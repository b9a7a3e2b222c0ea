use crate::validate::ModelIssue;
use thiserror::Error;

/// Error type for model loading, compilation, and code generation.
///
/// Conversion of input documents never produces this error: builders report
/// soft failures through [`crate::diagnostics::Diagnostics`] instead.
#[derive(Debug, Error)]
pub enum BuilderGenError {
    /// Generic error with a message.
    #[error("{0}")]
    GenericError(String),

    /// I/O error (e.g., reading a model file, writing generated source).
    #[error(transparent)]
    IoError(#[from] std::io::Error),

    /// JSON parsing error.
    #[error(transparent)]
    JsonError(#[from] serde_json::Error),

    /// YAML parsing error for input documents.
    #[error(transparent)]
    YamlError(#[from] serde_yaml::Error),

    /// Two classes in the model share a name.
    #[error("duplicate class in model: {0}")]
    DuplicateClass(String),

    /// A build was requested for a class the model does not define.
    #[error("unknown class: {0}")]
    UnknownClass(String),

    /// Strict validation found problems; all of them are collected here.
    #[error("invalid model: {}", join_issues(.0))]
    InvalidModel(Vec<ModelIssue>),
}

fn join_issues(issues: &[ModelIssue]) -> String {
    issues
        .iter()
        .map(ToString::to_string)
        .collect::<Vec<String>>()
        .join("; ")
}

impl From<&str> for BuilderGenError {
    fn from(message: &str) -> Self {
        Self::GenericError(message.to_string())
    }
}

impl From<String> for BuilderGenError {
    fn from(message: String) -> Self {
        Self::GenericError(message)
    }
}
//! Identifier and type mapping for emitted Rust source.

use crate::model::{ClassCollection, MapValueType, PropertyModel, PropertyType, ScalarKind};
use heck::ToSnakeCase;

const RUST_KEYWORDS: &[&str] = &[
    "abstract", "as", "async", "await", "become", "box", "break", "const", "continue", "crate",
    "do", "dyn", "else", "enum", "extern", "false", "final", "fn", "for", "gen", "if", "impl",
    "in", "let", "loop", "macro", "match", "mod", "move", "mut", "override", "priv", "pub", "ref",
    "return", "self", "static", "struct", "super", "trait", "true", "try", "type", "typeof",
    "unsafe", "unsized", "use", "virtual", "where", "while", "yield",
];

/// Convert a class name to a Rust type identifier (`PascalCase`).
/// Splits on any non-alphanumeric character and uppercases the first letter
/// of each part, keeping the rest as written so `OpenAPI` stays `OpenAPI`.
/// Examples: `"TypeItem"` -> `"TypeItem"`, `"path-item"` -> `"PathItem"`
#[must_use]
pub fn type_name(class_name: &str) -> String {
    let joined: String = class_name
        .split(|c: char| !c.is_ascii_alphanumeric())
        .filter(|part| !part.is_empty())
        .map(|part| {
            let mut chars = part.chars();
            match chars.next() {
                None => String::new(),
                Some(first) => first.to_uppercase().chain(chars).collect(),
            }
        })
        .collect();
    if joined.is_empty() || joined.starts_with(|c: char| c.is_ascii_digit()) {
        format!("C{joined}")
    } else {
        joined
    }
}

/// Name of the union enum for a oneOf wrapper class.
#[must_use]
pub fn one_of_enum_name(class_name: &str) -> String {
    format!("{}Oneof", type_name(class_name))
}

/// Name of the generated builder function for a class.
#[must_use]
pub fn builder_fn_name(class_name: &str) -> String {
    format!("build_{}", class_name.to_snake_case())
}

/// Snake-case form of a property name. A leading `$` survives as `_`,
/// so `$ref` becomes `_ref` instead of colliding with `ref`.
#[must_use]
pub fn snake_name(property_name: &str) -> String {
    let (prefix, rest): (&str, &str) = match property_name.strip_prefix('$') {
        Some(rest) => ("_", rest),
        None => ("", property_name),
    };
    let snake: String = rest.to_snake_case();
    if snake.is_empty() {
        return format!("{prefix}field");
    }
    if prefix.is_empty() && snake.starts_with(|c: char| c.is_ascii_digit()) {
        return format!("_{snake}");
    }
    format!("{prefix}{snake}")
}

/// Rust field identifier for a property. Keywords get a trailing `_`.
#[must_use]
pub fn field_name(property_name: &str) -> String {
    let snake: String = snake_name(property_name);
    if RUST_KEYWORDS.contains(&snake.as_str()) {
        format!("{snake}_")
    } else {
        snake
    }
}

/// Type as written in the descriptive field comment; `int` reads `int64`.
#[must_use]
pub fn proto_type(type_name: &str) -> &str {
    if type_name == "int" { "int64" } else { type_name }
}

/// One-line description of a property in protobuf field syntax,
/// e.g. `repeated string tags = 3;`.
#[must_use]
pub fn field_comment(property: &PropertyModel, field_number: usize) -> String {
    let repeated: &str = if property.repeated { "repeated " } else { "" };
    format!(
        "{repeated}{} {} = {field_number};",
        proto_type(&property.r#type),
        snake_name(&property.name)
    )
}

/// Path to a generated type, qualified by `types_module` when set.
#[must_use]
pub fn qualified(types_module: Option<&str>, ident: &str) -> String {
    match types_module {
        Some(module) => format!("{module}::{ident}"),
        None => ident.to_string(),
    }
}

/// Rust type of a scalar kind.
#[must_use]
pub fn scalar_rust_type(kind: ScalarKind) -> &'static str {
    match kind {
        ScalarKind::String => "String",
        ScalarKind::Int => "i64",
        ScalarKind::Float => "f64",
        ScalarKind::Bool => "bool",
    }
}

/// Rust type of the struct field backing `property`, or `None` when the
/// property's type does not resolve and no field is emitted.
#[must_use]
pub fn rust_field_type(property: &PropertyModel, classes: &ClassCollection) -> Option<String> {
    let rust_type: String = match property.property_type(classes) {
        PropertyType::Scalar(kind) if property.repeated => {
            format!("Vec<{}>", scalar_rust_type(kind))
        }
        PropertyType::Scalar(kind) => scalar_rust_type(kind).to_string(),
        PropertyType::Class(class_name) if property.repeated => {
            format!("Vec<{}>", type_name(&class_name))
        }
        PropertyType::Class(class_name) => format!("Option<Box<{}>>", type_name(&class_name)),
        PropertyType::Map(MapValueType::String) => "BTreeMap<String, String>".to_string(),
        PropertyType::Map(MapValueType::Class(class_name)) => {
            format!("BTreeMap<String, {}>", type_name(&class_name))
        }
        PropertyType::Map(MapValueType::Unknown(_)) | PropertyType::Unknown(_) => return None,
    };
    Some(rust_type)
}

------------------------

*Your instructions:* Above this task is a listing. Restate, word for word and with nothing added, the lines from the one with "pub enum BuilderGenError" through the one with "const RUST_KEYWORDS: &[&str]".

*Written reply:*
pub enum BuilderGenError {
    /// Generic error with a message.
    #[error("{0}")]
    GenericError(String),

    /// I/O error (e.g., reading a model file, writing generated source).
    #[error(transparent)]
    IoError(#[from] std::io::Error),

    /// JSON parsing error.
    #[error(transparent)]
    JsonError(#[from] serde_json::Error),

    /// YAML parsing error for input documents.
    #[error(transparent)]
    YamlError(#[from] serde_yaml::Error),

    /// Two classes in the model share a name.
    #[error("duplicate class in model: {0}")]
    DuplicateClass(String),

    /// A build was requested for a class the model does not define.
    #[error("unknown class: {0}")]
    UnknownClass(String),

    /// Strict validation found problems; all of them are collected here.
    #[error("invalid model: {}", join_issues(.0))]
    InvalidModel(Vec<ModelIssue>),
}

fn join_issues(issues: &[ModelIssue]) -> String {
    issues
        .iter()
        .map(ToString::to_string)
        .collect::<Vec<String>>()
        .join("; ")
}

impl From<&str> for BuilderGenError {
    fn from(message: &str) -> Self {
        Self::GenericError(message.to_string())
    }
}

impl From<String> for BuilderGenError {
    fn from(message: String) -> Self {
        Self::GenericError(message)
    }
}
//! Identifier and type mapping for emitted Rust source.

use crate::model::{ClassCollection, MapValueType, PropertyModel, PropertyType, ScalarKind};
use heck::ToSnakeCase;

const RUST_KEYWORDS: &[&str] = &[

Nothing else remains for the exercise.